*Work required*
Across the entries below, please work out how many lines contain the string "kills" and give only the number.

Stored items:
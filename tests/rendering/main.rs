//! Integration tests for rendering emotes.
//!
//! Tests for the sentences each reader sees:
//! - Actor, target and bystander perspectives
//! - Combining several clauses
//! - Modifiers and sentence terminators

mod modifiers;
mod perspectives;
//! Integration tests for prefixes, ambiguity and resuming

use soul_foundation::{Ambiguity, Gender, Person, PersonId, SoulError};
use soul_parser::{Audience, LastTargets, Soul};

fn person(id: u64, name: &str, gender: Gender) -> Person {
    Person::new(PersonId::new(id), name, gender)
}

fn alice() -> Person {
    person(1, "alice", Gender::Female)
}

fn bob() -> Person {
    person(2, "bob", Gender::Male)
}

fn bobby() -> Person {
    person(3, "bobby", Gender::Male)
}

fn audience() -> Audience {
    Audience::new(alice(), vec![alice(), bob(), bobby()])
}

// =============================================================================
// Adverbs
// =============================================================================

#[test]
fn unique_adverb_prefix() {
    let emote = Soul::standard()
        .unwrap()
        .parse("smile ang", &audience(), &mut LastTargets::new())
        .unwrap();
    assert_eq!(emote.actor_message(), "You smile angrily.");
}

#[test]
fn ambiguous_adverb_prefix_lists_candidates_in_order() {
    let err = Soul::standard()
        .unwrap()
        .parse("smile s", &audience(), &mut LastTargets::new())
        .unwrap_err();
    let SoulError::AmbiguousToken {
        kind,
        candidates,
        continuation,
    } = err
    else {
        panic!("expected an ambiguity, got {err:?}");
    };
    assert_eq!(kind, Ambiguity::Adverb);
    assert!(candidates.len() >= 2);
    assert!(candidates.iter().all(|c| c.starts_with('s')));
    assert!(candidates.windows(2).all(|w| w[0] < w[1]));
    assert_eq!(continuation.parsed_part(), "smile");
    assert_eq!(continuation.uncertain_part(), "s");
}

// =============================================================================
// Resuming
// =============================================================================

#[test]
fn resume_with_the_full_name() {
    let soul = Soul::standard().unwrap();
    let mut last = LastTargets::new();
    let err = soul
        .parse("smile at bo sadly", &audience(), &mut last)
        .unwrap_err();
    let continuation = err.continuation().cloned().unwrap();
    assert_eq!(continuation.unparsed_part(), "sadly");

    let emote = soul
        .resume(&continuation, "bobby", &audience(), &mut last)
        .unwrap();
    assert_eq!(emote.actor_message(), "You smile sadly at Bobby.");
}

#[test]
fn resume_with_something_else_starts_over() {
    let soul = Soul::standard().unwrap();
    let mut last = LastTargets::new();
    let err = soul.parse("smile at bo", &audience(), &mut last).unwrap_err();
    let continuation = err.continuation().cloned().unwrap();

    let emote = soul
        .resume(&continuation, "wave", &audience(), &mut last)
        .unwrap();
    assert_eq!(emote.actor_message(), "You wave happily.");
}
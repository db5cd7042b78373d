// src/exec/handler.rs

//! Result delivery for asynchronous executions.

use tokio::sync::oneshot;

use crate::errors::{ProcrunError, Result};

/// Receives the outcome of an asynchronous execution.
///
/// `handle` consumes the handler, so it can only ever run once: either with
/// the accepted exit code or with the failure.
pub trait ResultHandler: Send + 'static {
    fn handle(self: Box<Self>, result: Result<i32>);
}

impl<F> ResultHandler for F
where
    F: FnOnce(Result<i32>) + Send + 'static,
{
    fn handle(self: Box<Self>, result: Result<i32>) {
        (*self)(result)
    }
}

/// Handler that forwards the outcome to a [`ResultReceiver`].
#[derive(Debug)]
pub struct DefaultResultHandler {
    tx: oneshot::Sender<Result<i32>>,
}

impl DefaultResultHandler {
    pub fn new() -> (Self, ResultReceiver) {
        let (tx, rx) = oneshot::channel();
        (Self { tx }, ResultReceiver { rx })
    }
}

impl ResultHandler for DefaultResultHandler {
    fn handle(self: Box<Self>, result: Result<i32>) {
        // The receiver may have been dropped; nobody is interested then.
        let _ = self.tx.send(result);
    }
}

/// Awaitable side of a [`DefaultResultHandler`].
#[derive(Debug)]
pub struct ResultReceiver {
    rx: oneshot::Receiver<Result<i32>>,
}

impl ResultReceiver {
    /// Wait for the execution to finish.
    pub async fn wait(self) -> Result<i32> {
        self.rx.await.map_err(|_| {
            ProcrunError::Other(anyhow::anyhow!(
                "execution task ended without delivering a result"
            ))
        })?
    }

    /// Take the result if it has already arrived.
    pub fn try_result(&mut self) -> Option<Result<i32>> {
        self.rx.try_recv().ok()
    }
}
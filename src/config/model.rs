// src/config/model.rs

use std::collections::BTreeMap;
use std::path::PathBuf;
use std::time::Duration;

use serde::Deserialize;

use crate::exec::{CommandLine, Environment, ExitValuePolicy};
use crate::resolve::MapContext;

/// Top-level configuration as read from a TOML file.
///
/// ```toml
/// [executor]
/// exit_values = [0]
/// timeout = "30s"
///
/// [vars]
/// profile = "release"
///
/// [env]
/// FOO = "bar"
///
/// [command.build]
/// cmd = "cargo build --${profile}"
/// ```
///
/// All sections are optional at the TOML level; validation requires at least
/// one command.
#[derive(Debug, Clone, Deserialize, Default)]
pub struct RawConfigFile {
    /// Defaults from `[executor]`.
    #[serde(default)]
    pub executor: ExecutorSection,

    /// Values for `${...}` placeholders from `[vars]`.
    #[serde(default)]
    pub vars: BTreeMap<String, toml::Value>,

    /// Environment shared by all commands from `[env]`.
    #[serde(default)]
    pub env: BTreeMap<String, String>,

    /// All commands from `[command.<name>]`.
    #[serde(default)]
    pub command: BTreeMap<String, CommandConfig>,
}

/// `[executor]` section: defaults that every command inherits.
#[derive(Debug, Clone, Deserialize)]
pub struct ExecutorSection {
    #[serde(default)]
    pub working_dir: Option<PathBuf>,

    /// Accepted exit codes; `[]` accepts every code. Defaults to `[0]`.
    #[serde(default)]
    pub exit_values: Option<Vec<i32>>,

    /// `false` turns exit-code checking off entirely.
    #[serde(default = "default_true")]
    pub check_exit: bool,

    /// Watchdog timeout, e.g. `"30s"`.
    #[serde(default)]
    pub timeout: Option<String>,

    /// If `false`, children only see `[env]` plus their own `env`.
    #[serde(default = "default_true")]
    pub inherit_env: bool,

    /// Kill running children on Ctrl-C.
    #[serde(default = "default_true")]
    pub destroy_on_shutdown: bool,
}

fn default_true() -> bool {
    true
}

impl Default for ExecutorSection {
    fn default() -> Self {
        Self {
            working_dir: None,
            exit_values: None,
            check_exit: true,
            timeout: None,
            inherit_env: true,
            destroy_on_shutdown: true,
        }
    }
}

/// `[command.<name>]` section. Unset fields fall back to `[executor]`.
#[derive(Debug, Clone, Deserialize)]
pub struct CommandConfig {
    /// Command line, split on whitespace with quote support.
    pub cmd: String,

    #[serde(default)]
    pub working_dir: Option<PathBuf>,

    #[serde(default)]
    pub exit_values: Option<Vec<i32>>,

    #[serde(default)]
    pub check_exit: Option<bool>,

    #[serde(default)]
    pub timeout: Option<String>,

    #[serde(default)]
    pub inherit_env: Option<bool>,

    /// Extra variables, applied on top of `[env]`.
    #[serde(default)]
    pub env: BTreeMap<String, String>,
}

/// A validated configuration.
///
/// Only produced through `TryFrom<RawConfigFile>` (see `validate.rs`), so the
/// commands in it are guaranteed to parse and their timeouts are known.
#[derive(Debug, Clone)]
pub struct ConfigFile {
    pub executor: ExecutorSection,
    pub vars: MapContext,
    pub env: BTreeMap<String, String>,
    pub command: BTreeMap<String, CommandSpec>,
}

impl ConfigFile {
    pub(crate) fn new_unchecked(
        executor: ExecutorSection,
        vars: MapContext,
        env: BTreeMap<String, String>,
        command: BTreeMap<String, CommandSpec>,
    ) -> Self {
        Self {
            executor,
            vars,
            env,
            command,
        }
    }

    pub fn command_names(&self) -> impl Iterator<Item = &str> {
        self.command.keys().map(String::as_str)
    }
}

/// Fully-resolved settings for one named command.
#[derive(Debug, Clone)]
pub struct CommandSpec {
    pub name: String,
    /// Unexpanded; `${...}` placeholders are still in place.
    pub command_line: CommandLine,
    pub working_dir: Option<PathBuf>,
    pub exit_policy: ExitValuePolicy,
    pub timeout: Option<Duration>,
    /// If `false`, the child sees only `overlay`.
    pub inherit_env: bool,
    /// `[env]` merged with the command's own `env`.
    pub overlay: BTreeMap<String, String>,
}

impl CommandSpec {
    /// Environment to pass to the executor.
    pub fn environment(&self) -> Environment {
        if self.inherit_env {
            crate::exec::inherit_with(self.overlay.clone())
        } else {
            self.overlay.clone()
        }
    }
}
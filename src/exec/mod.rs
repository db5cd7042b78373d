// src/exec/mod.rs

//! Process execution layer.
//!
//! This module launches external processes with `tokio::process::Command`
//! and supervises them until they exit.
//!
//! - [`command_line`] describes what to run.
//! - [`policy`] decides which exit codes count as success.
//! - [`stream`] owns the child's stdin/stdout/stderr.
//! - [`watchdog`] kills a process on timeout or on demand.
//! - [`destroyer`] kills registered processes on shutdown.
//! - [`executor`] ties these together behind four entry points
//!   (sync/async x inherited/explicit environment).
//! - [`handler`] delivers async results exactly once.

pub mod command_line;
pub mod destroyer;
pub mod env;
pub mod executor;
pub mod handler;
pub mod policy;
pub mod stream;
pub mod watchdog;

pub use command_line::CommandLine;
pub use destroyer::{ProcessDestroyer, ShutdownHookProcessDestroyer};
pub use env::{Environment, current_environment, inherit_with};
pub use executor::{Executor, ExecutorBuilder, ExecutorConfig};
pub use handler::{DefaultResultHandler, ResultHandler, ResultReceiver};
pub use policy::{ExitValuePolicy, INVALID_EXIT_VALUE};
pub use stream::{CapturedOutput, OutputTarget, PumpStreamHandler, StreamHandler, StreamSession};
pub use watchdog::Watchdog;
// src/exec/watchdog.rs

//! Forced termination of a running process.
//!
//! A [`Watchdog`] monitors at most one execution at a time. It ends that
//! execution when its timeout elapses, or immediately when
//! [`Watchdog::destroy_process`] is called. The executor owns the child; the
//! watchdog only tells it when to kill.

use std::fmt;
use std::sync::Arc;
use std::sync::atomic::{AtomicBool, Ordering};
use std::time::Duration;

use tokio::sync::Notify;
use tokio::time::{Instant, sleep_until};
use tracing::debug;

use crate::errors::{ProcrunError, Result};

struct Inner {
    timeout: Option<Duration>,
    watching: AtomicBool,
    kill_requested: AtomicBool,
    killed: AtomicBool,
    kill: Notify,
}

/// Cloneable handle; clones share state.
#[derive(Clone)]
pub struct Watchdog {
    inner: Arc<Inner>,
}

impl Watchdog {
    /// Kill the monitored process once `timeout` has elapsed since it started.
    pub fn new(timeout: Duration) -> Self {
        Self::with_timeout(Some(timeout))
    }

    /// No timeout; the process is only killed through `destroy_process`.
    pub fn manual() -> Self {
        Self::with_timeout(None)
    }

    fn with_timeout(timeout: Option<Duration>) -> Self {
        Self {
            inner: Arc::new(Inner {
                timeout,
                watching: AtomicBool::new(false),
                kill_requested: AtomicBool::new(false),
                killed: AtomicBool::new(false),
                kill: Notify::new(),
            }),
        }
    }

    pub fn timeout(&self) -> Option<Duration> {
        self.inner.timeout
    }

    pub fn is_watching(&self) -> bool {
        self.inner.watching.load(Ordering::SeqCst)
    }

    /// Whether the last monitored process was killed by this watchdog.
    pub fn killed_process(&self) -> bool {
        self.inner.killed.load(Ordering::SeqCst)
    }

    /// Kill the monitored process now. Does nothing when idle.
    pub fn destroy_process(&self) {
        if !self.is_watching() {
            debug!("destroy_process called on idle watchdog; ignoring");
            return;
        }
        self.inner.kill_requested.store(true, Ordering::SeqCst);
        self.inner.kill.notify_waiters();
    }

    /// Begin monitoring a new execution.
    pub(crate) fn start(&self) -> Result<WatchGuard> {
        if self
            .inner
            .watching
            .compare_exchange(false, true, Ordering::SeqCst, Ordering::SeqCst)
            .is_err()
        {
            return Err(ProcrunError::WatchdogBusy);
        }
        // `kill_requested` was cleared by the previous guard; a request
        // arriving from here on belongs to this execution.
        self.inner.killed.store(false, Ordering::SeqCst);

        Ok(WatchGuard {
            dog: self.clone(),
            deadline: self.inner.timeout.map(|t| Instant::now() + t),
        })
    }
}

impl fmt::Debug for Watchdog {
    fn fmt(&self, f: &mut fmt::Formatter<'_>) -> fmt::Result {
        f.debug_struct("Watchdog")
            .field("timeout", &self.inner.timeout)
            .field("watching", &self.is_watching())
            .field("killed", &self.killed_process())
            .finish()
    }
}

/// Active monitoring of one execution; releases the watchdog on drop.
pub(crate) struct WatchGuard {
    dog: Watchdog,
    deadline: Option<Instant>,
}

impl WatchGuard {
    /// Completes when the monitored process must be killed.
    pub(crate) async fn expired(&self) {
        let requested = async {
            let inner = &self.dog.inner;
            let notified = inner.kill.notified();
            tokio::pin!(notified);
            // Register before checking the flag so a concurrent
            // `destroy_process` cannot slip between the two.
            notified.as_mut().enable();
            if inner.kill_requested.load(Ordering::SeqCst) {
                return;
            }
            notified.await;
        };

        match self.deadline {
            Some(deadline) => {
                tokio::select! {
                    _ = sleep_until(deadline) => {
                        debug!(timeout = ?self.dog.inner.timeout, "watchdog timeout elapsed");
                    }
                    _ = requested => {
                        debug!("watchdog kill requested");
                    }
                }
            }
            None => requested.await,
        }
    }

    pub(crate) fn mark_killed(&self) {
        self.dog.inner.killed.store(true, Ordering::SeqCst);
    }
}

impl Drop for WatchGuard {
    fn drop(&mut self) {
        self.dog.inner.kill_requested.store(false, Ordering::SeqCst);
        self.dog.inner.watching.store(false, Ordering::SeqCst);
    }
}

*Reply to the task*
2